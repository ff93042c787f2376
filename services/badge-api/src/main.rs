//! Status badge API service.
//!
//! HTTP server rendering loyalty status badges as PNG images.

use anyhow::Result;
use clap::Parser;
use std::{net::SocketAddr, sync::Arc};
use tracing::{info, Level};
use tracing_subscriber::FmtSubscriber;

use badge_api::config::Args;
use badge_api::state::AppState;

fn main() -> Result<()> {
    // Load environment variables from .env file
    dotenvy::dotenv().ok();

    let args = Args::parse();

    // Initialize tracing
    let level = match args.log_level.to_lowercase().as_str() {
        "trace" => Level::TRACE,
        "debug" => Level::DEBUG,
        "warn" => Level::WARN,
        "error" => Level::ERROR,
        _ => Level::INFO,
    };

    let subscriber = FmtSubscriber::builder()
        .with_max_level(level)
        .json()
        .finish();

    tracing::subscriber::set_global_default(subscriber)?;

    // Built before the runtime: the HTTP asset client is blocking.
    let state = Arc::new(AppState::from_args(&args)?);

    let mut runtime_builder = tokio::runtime::Builder::new_multi_thread();
    runtime_builder.enable_all();
    if let Some(threads) = args.worker_threads {
        info!("Configuring tokio runtime with {} worker threads", threads);
        runtime_builder.worker_threads(threads);
    }

    let runtime = runtime_builder.build()?;
    runtime.block_on(async_main(args, state))?;
    Ok(())
}

async fn async_main(args: Args, state: Arc<AppState>) -> Result<()> {
    // Initialize Prometheus metrics exporter
    let prometheus_handle = metrics_exporter_prometheus::PrometheusBuilder::new()
        .install_recorder()?;

    info!("Prometheus metrics exporter initialized");
    info!("Starting status badge server");

    let app = badge_api::app(state, prometheus_handle);

    let addr: SocketAddr = args.listen.parse()?;
    info!(address = %addr, "Listening");

    let listener = tokio::net::TcpListener::bind(addr).await?;
    axum::serve(listener, app).await?;

    Ok(())
}
impl BadgeComposer {
    pub fn new(config: BadgeConfig, assets: Arc<dyn AssetProvider>) -> BadgeResult<Self> {
        config.validate()?;
        Ok(Self {
            config,
            policy: TierPolicy,
            assets,
        })
    }

    pub fn config(&self) -> &BadgeConfig {
        &self.config
    }

    /// Render and encode a badge as PNG.
    #[instrument(skip(self, request), fields(tier = %request.tier_input))]
    pub fn render_png(&self, request: &BadgeRequest) -> BadgeResult<RenderedBadge> {
        let start = Instant::now();
        let (image, layout) = self.render_image(request)?;
        let png = encode_png(&image)?;
        info!(
            bytes = png.len(),
            elapsed_ms = start.elapsed().as_millis() as u64,
            missing_assets = layout.missing_assets.len(),
            "Rendered status badge"
        );
        Ok(RenderedBadge { png, layout })
    }

    /// Compose and downsample to the target size.
    pub fn render_image(&self, request: &BadgeRequest) -> BadgeResult<(RgbaImage, BadgeLayout)> {
        let (canvas, layout) = self.compose(request)?;
        Ok((canvas.downsample(), layout))
    }

    /// Compose on the supersampled canvas without downsampling.
    pub fn compose(&self, request: &BadgeRequest) -> BadgeResult<(SupersampledCanvas, BadgeLayout)> {
        let cfg = &self.config;
        let layout_cfg = &cfg.layout;
        let colors = &cfg.colors;
        let tier = self.policy.resolve_tier(request.tier);
        let mut missing = Vec::new();

        let faces = self.load_faces(&mut missing);

        // 1. Background, 2. tint
        let background = self.load_asset(&cfg.assets.background, &mut missing);
        let mut canvas =
            SupersampledCanvas::new(&cfg.canvas, background.as_ref(), colors.background)?;
        canvas.apply_tint(tier.tint_color, colors.tint_alpha);

        let scale = canvas.scale() as f32;
        let text_color = Rgba(colors.text.opaque());
        let mut cursor = LayoutCursor {
            y: canvas.px(layout_cfg.top_padding),
        };

        // 3. Tier name
        let tier_text = request.tier_display();
        let tier_font = BadgeFont::new(faces.bold.clone(), canvas.px(layout_cfg.tier_font_size));
        let tier_rect = self.draw_centered(
            &mut canvas,
            &mut cursor,
            &tier_text,
            &tier_font,
            text_color,
            layout_cfg.tier_stroke,
            layout_cfg.tier_letter_spacing,
            layout_cfg.text_gap,
        );

        // 4. Reward points
        let reward_text = request.reward_points_text();
        let reward_font =
            BadgeFont::new(faces.bold.clone(), canvas.px(layout_cfg.reward_font_size));
        let reward_rect = self.draw_centered(
            &mut canvas,
            &mut cursor,
            &reward_text,
            &reward_font,
            text_color,
            layout_cfg.reward_stroke,
            0.0,
            layout_cfg.text_gap,
        );

        // 5. Discount
        let discount_text = request.discount_text();
        let discount_font =
            BadgeFont::new(faces.regular.clone(), canvas.px(layout_cfg.discount_font_size));
        let discount_rect = self.draw_centered(
            &mut canvas,
            &mut cursor,
            &discount_text,
            &discount_font,
            text_color,
            0.0,
            0.0,
            layout_cfg.arc_gap,
        );

        // 6. Arcs
        let outer_radius = canvas.px(layout_cfg.outer_radius);
        let inner_radius = canvas.px(layout_cfg.inner_radius);
        let stroke = canvas.px(layout_cfg.arc_stroke);
        let center = (canvas.width() as f32 / 2.0, cursor.y + outer_radius);
        debug!(center_x = center.0, center_y = center.1, "Arc center");

        let points_progress = progress_fraction(request.status_points, cfg.limits.max_points);
        let nights_progress = progress_fraction(request.nights, cfg.limits.max_nights);

        let tracks = [
            ArcSpec::track(center, outer_radius, stroke, Rgba(colors.points_track.opaque())),
            ArcSpec::track(center, inner_radius, stroke, Rgba(colors.nights_track.opaque())),
        ];
        for track in &tracks {
            draw_capped_arc(canvas.image_mut(), track);
        }

        let fills = [
            (
                ArcSpec::progress(
                    center,
                    outer_radius,
                    stroke,
                    Rgba(colors.points_fill.opaque()),
                    points_progress,
                ),
                points_progress,
            ),
            (
                ArcSpec::progress(
                    center,
                    inner_radius,
                    stroke,
                    Rgba(colors.nights_fill.opaque()),
                    nights_progress,
                ),
                nights_progress,
            ),
        ];
        for (fill, progress) in &fills {
            if *progress > 0.0 {
                draw_capped_arc(canvas.image_mut(), fill);
            }
        }

        // 7. Endpoint icons
        let points_icon = self.load_asset(&cfg.assets.points_icon, &mut missing);
        let nights_icon = self.load_asset(&cfg.assets.nights_icon, &mut missing);
        let arc_icon_backing = canvas.px(layout_cfg.arc_icon_backing);
        let arc_icon_size = canvas.px(layout_cfg.arc_icon_size);
        let mut anchors = [None, None];
        for (i, ((fill, progress), icon)) in fills
            .iter()
            .zip([points_icon.as_ref(), nights_icon.as_ref()])
            .enumerate()
        {
            if *progress <= 0.0 {
                continue;
            }
            let anchor = fill.centerline_point(fill.end_deg);
            canvas.paste_icon_badge(anchor, arc_icon_backing, colors.icon_backing, icon, arc_icon_size);
            anchors[i] = Some((anchor.0 / scale, anchor.1 / scale));
        }

        let ring = |spec: &ArcSpec, progress: f64, anchor: Option<(f32, f32)>| RingLayout {
            radius: spec.radius / scale,
            stroke_width: spec.stroke_width / scale,
            progress,
            end_angle_deg: (progress > 0.0).then_some(spec.end_deg),
            icon_anchor: anchor,
        };
        let points_ring = ring(&fills[0].0, points_progress, anchors[0]);
        let nights_ring = ring(&fills[1].0, nights_progress, anchors[1]);

        // 8. Next tier line, inside the inner ring
        let mut inner_cursor = LayoutCursor {
            y: center.1 - (inner_radius - stroke) + canvas.px(layout_cfg.next_tier_offset),
        };
        let next_tier_text = format!("To achieve {} Status", tier.next_tier_label);
        let next_tier_font =
            BadgeFont::new(faces.regular.clone(), canvas.px(layout_cfg.next_tier_font_size));
        let next_tier_rect = self.draw_centered(
            &mut canvas,
            &mut inner_cursor,
            &next_tier_text,
            &next_tier_font,
            text_color,
            0.0,
            0.0,
            layout_cfg.card_gap,
        );

        // 9. Card
        let (card_rect, card_reserved) =
            self.place_card(&mut canvas, &tier, inner_cursor.y, &mut missing);
        inner_cursor.y = card_rect.bottom() * scale;

        // Stats start below whichever is lower: the card or the arcs' end caps.
        cursor.y = inner_cursor.y.max(center.1 + stroke / 2.0);
        cursor.advance(0.0, canvas.px(layout_cfg.stats_gap));
        debug!(cursor_y = cursor.y, "Stats rows start");

        // 10. Stats rows
        let rows = [
            (
                format!(
                    "{} / {}",
                    format_thousands(request.status_points),
                    format_thousands(cfg.limits.max_points)
                ),
                "Status points".to_string(),
                points_icon.as_ref(),
            ),
            (
                format!("{} / {}", request.nights, cfg.limits.max_nights),
                "nights".to_string(),
                nights_icon.as_ref(),
            ),
        ];
        let value_font = BadgeFont::new(faces.bold.clone(), canvas.px(layout_cfg.stats_font_size));
        let label_font =
            BadgeFont::new(faces.regular.clone(), canvas.px(layout_cfg.stats_font_size));
        let mut stats_rows = Vec::with_capacity(rows.len());
        for (value_text, label_text, icon) in rows {
            let row = self.draw_stats_row(
                &mut canvas,
                &mut cursor,
                value_text,
                label_text,
                icon,
                &value_font,
                &label_font,
                text_color,
            );
            stats_rows.push(row);
        }

        let content_bottom = cursor.y / scale;
        if content_bottom > cfg.canvas.target_height as f32 {
            warn!(
                content_bottom,
                height = cfg.canvas.target_height,
                "Badge content extends past the canvas"
            );
        }

        let layout = BadgeLayout {
            width: cfg.canvas.target_width,
            height: cfg.canvas.target_height,
            scale_factor: canvas.scale(),
            tint_color: tier.tint_color,
            tier_text,
            tier_rect,
            reward_text,
            reward_rect,
            discount_text,
            discount_rect,
            arc_center: (center.0 / scale, center.1 / scale),
            points_ring,
            nights_ring,
            next_tier_text,
            next_tier_rect,
            card_rect,
            card_reserved,
            stats_rows,
            content_bottom,
            missing_assets: missing,
        };

        Ok((canvas, layout))
    }

    fn load_asset(&self, name: &str, missing: &mut Vec<String>) -> Option<RgbaImage> {
        let asset = self.assets.load(name);
        if asset.is_none() {
            missing.push(name.to_string());
        }
        asset
    }

    fn load_faces(&self, missing: &mut Vec<String>) -> Faces {
        let names = &self.config.assets;
        let (regular, source) =
            resolve_face(&*self.assets, &[names.font.as_str()], &names.system_fonts);
        if source != FaceSource::Asset(0) {
            missing.push(names.font.clone());
        }

        // Bold text falls back to the regular face.
        let bold = match self.assets.load_font_face(&names.bold_font) {
            Some(face) => face,
            None => {
                missing.push(names.bold_font.clone());
                regular.clone()
            }
        };

        Faces { regular, bold }
    }

    /// Draw one centered text block at the cursor and advance past it.
    #[allow(clippy::too_many_arguments)]
    fn draw_centered(
        &self,
        canvas: &mut SupersampledCanvas,
        cursor: &mut LayoutCursor,
        text: &str,
        font: &BadgeFont,
        color: Rgba<u8>,
        stroke: f32,
        letter_spacing: f32,
        gap: f32,
    ) -> Rect {
        let scale = canvas.scale() as f32;
        let spacing = canvas.px(letter_spacing);
        let stroke_px = canvas.px(stroke).round() as u32;
        let (width, height) = measure(text, font, spacing);
        let x = centered_x(canvas.width(), width);
        let y = cursor.y.round() as i32;
        draw_bold(
            canvas.image_mut(),
            (x, y),
            text,
            font,
            color,
            stroke_px,
            spacing,
        );
        cursor.advance(height as f32, canvas.px(gap));
        Rect::scaled_down(x as f32, y as f32, width as f32, height as f32, scale)
    }

    /// Paste the tier card below the next-tier line, or reserve its space.
    fn place_card(
        &self,
        canvas: &mut SupersampledCanvas,
        tier: &TierAssets,
        y: f32,
        missing: &mut Vec<String>,
    ) -> (Rect, bool) {
        let layout_cfg = &self.config.layout;
        let scale = canvas.scale() as f32;
        let width = canvas.px(layout_cfg.card_width).round() as u32;
        let x = (canvas.width() as f32 - width as f32) / 2.0;

        match self.load_asset(tier.card_asset_name, missing) {
            Some(card) => {
                let height = canvas.paste_centered_width(&card, width, y.round() as i64);
                (
                    Rect::scaled_down(x, y.round(), width as f32, height as f32, scale),
                    false,
                )
            }
            None => {
                let height = width as f32 / layout_cfg.card_default_aspect;
                (
                    Rect::scaled_down(x, y.round(), width as f32, height.round(), scale),
                    true,
                )
            }
        }
    }

    /// Draw icon, value and label as one horizontally centered unit.
    #[allow(clippy::too_many_arguments)]
    fn draw_stats_row(
        &self,
        canvas: &mut SupersampledCanvas,
        cursor: &mut LayoutCursor,
        value_text: String,
        label_text: String,
        icon: Option<&RgbaImage>,
        value_font: &BadgeFont,
        label_font: &BadgeFont,
        color: Rgba<u8>,
    ) -> StatsRowLayout {
        let layout_cfg = &self.config.layout;
        let scale = canvas.scale() as f32;
        let backing = canvas.px(layout_cfg.stats_icon_backing);
        let icon_gap = canvas.px(layout_cfg.stats_icon_gap);
        let label_gap = canvas.px(layout_cfg.stats_label_gap);
        let icon_size = canvas.px(layout_cfg.stats_icon_size);
        let value_stroke = canvas.px(layout_cfg.stats_value_stroke).round() as u32;

        let (value_w, value_h) = measure(&value_text, value_font, 0.0);
        let (label_w, label_h) = measure(&label_text, label_font, 0.0);
        let unit_width = backing + icon_gap + value_w as f32 + label_gap + label_w as f32;
        let row_height = backing.max(value_h as f32).max(label_h as f32);

        let x0 = ((canvas.width() as f32 - unit_width) / 2.0).round();
        let row_y = cursor.y.round();

        let icon_center = (x0 + backing / 2.0, row_y + row_height / 2.0);
        canvas.paste_icon_badge(
            icon_center,
            backing,
            self.config.colors.icon_backing,
            icon,
            icon_size,
        );

        let value_x = x0 + backing + icon_gap;
        let value_y = row_y + ((row_height - value_h as f32) / 2.0).round();
        draw_bold(
            canvas.image_mut(),
            (value_x.round() as i32, value_y as i32),
            &value_text,
            value_font,
            color,
            value_stroke,
            0.0,
        );

        let label_x = value_x + value_w as f32 + label_gap;
        let label_y = row_y + ((row_height - label_h as f32) / 2.0).round();
        draw_bold(
            canvas.image_mut(),
            (label_x.round() as i32, label_y as i32),
            &label_text,
            label_font,
            color,
            0,
            0.0,
        );

        cursor.advance(row_height, canvas.px(layout_cfg.stats_row_padding));

        StatsRowLayout {
            icon: Rect::scaled_down(x0, row_y, backing, backing.max(row_height), scale),
            value: Rect::scaled_down(value_x, value_y, value_w as f32, value_h as f32, scale),
            label: Rect::scaled_down(label_x, label_y, label_w as f32, label_h as f32, scale),
            value_text,
            label_text,
        }
    }
}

→ **TASK DESCRIPTION**
Referring to the material above, set down exactly the lines between the line with "let arc_icon_backing = canvas.px(layout_cfg.arc_icon_backing);" and the line with "colors.icon_backing, icon, arc_icon_size);", inclusive, and no other lines.

→ **COMPLETED TASK**
        let arc_icon_backing = canvas.px(layout_cfg.arc_icon_backing);
        let arc_icon_size = canvas.px(layout_cfg.arc_icon_size);
        let mut anchors = [None, None];
        for (i, ((fill, progress), icon)) in fills
            .iter()
            .zip([points_icon.as_ref(), nights_icon.as_ref()])
            .enumerate()
        {
            if *progress <= 0.0 {
                continue;
            }
            let anchor = fill.centerline_point(fill.end_deg);
            canvas.paste_icon_badge(anchor, arc_icon_backing, colors.icon_backing, icon, arc_icon_size);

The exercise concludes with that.